Second, pay attention in class if you want to slack off at home. I get it—classes can be excruciatingly boring. Nonetheless, concentrating in class reduces time digging through Google Classroom posts and frantically going on YouTube to figure out if someone can explain the concept that you missed because you were playing 2048 on a separate tab. If you have the concept down because you paid attention in class, you can procrastinate all you want and still be able to actually do the homework and study well. When the teacher takes the time to talk about something in class, it’s usually for a reason. I know, crazy.
5. DON’T DATE SENIORS.
I’m begging you, underclassmen. As someone very wise once said, “If your grade levels aren’t touching, neither should you.” That means if your devastatingly pretty hallway crush is over a year younger or older than you, nip it in the bud. Abort mission. You might think that you’re mature for your age, and maybe you actually are, but that doesn’t matter. These relationships are embarrassing for everyone involved, including nosy onlookers. My only advice: don’t do it.

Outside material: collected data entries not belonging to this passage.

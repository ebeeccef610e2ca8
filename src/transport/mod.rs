//! Transport seams.
//!
//! The session consumes two collaborators:
//!
//! - [`PubSub`]: a duplex publish/subscribe connection with named topics.
//! - [`MatchServer`]: a request/response channel for one-shot commands.
//!
//! Both are traits so the runtime can be driven by a real network client or
//! by the in-process [`memory`] implementations used in tests.

pub mod memory;

use async_trait::async_trait;

use crate::error::{ServerError, TransportError};
use crate::state::lobby::{JoinCommand, StartCommand};
use crate::state::topic::Topic;

/// A raw message delivered on a subscribed topic.
#[derive(Debug, Clone, PartialEq, Eq)]
pub struct Delivery {
    /// Topic string as named by the broker
    pub topic: String,
    pub body: String,
}

impl Delivery {
    pub fn new(topic: impl Into<String>, body: impl Into<String>) -> Self {
        Self {
            topic: topic.into(),
            body: body.into(),
        }
    }
}

/// Publish/subscribe connection owned by exactly one session.
///
/// `recv` must be cancel-safe: the runtime polls it inside `tokio::select!`.
#[async_trait]
pub trait PubSub: Send + 'static {
    async fn connect(&mut self) -> Result<(), TransportError>;

    async fn subscribe(&mut self, topic: &Topic) -> Result<(), TransportError>;

    async fn unsubscribe(&mut self, topic: &Topic) -> Result<(), TransportError>;

    async fn publish(&mut self, topic: &Topic, body: String) -> Result<(), TransportError>;

    /// Next delivery. `None` means the connection closed.
    async fn recv(&mut self) -> Option<Result<Delivery, TransportError>>;

    async fn disconnect(&mut self) -> Result<(), TransportError>;
}

/// Request/response commands handled by the match server.
#[async_trait]
pub trait MatchServer: Send + Sync + 'static {
    /// Ask the server to broadcast `start/{lobbyCode}`.
    async fn start_match(&self, command: StartCommand) -> Result<(), ServerError>;

    /// Seat a joiner in a lobby. Issued before any session exists.
    async fn join_lobby(&self, command: JoinCommand) -> Result<(), ServerError>;
}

That’s all from me, folks. If you follow these five tips, you’ll be sure to make it through with minimal mortification here at AB. It won’t solve all your problems, but some things you just have to experience yourself. Knowing how to squint and run through the humiliation is a good life skill to have! But even though I’m sure I haven’t solved any big existential crises for any of you, I do hope that my handy list makes your high school life just the tiniest bit easier all around.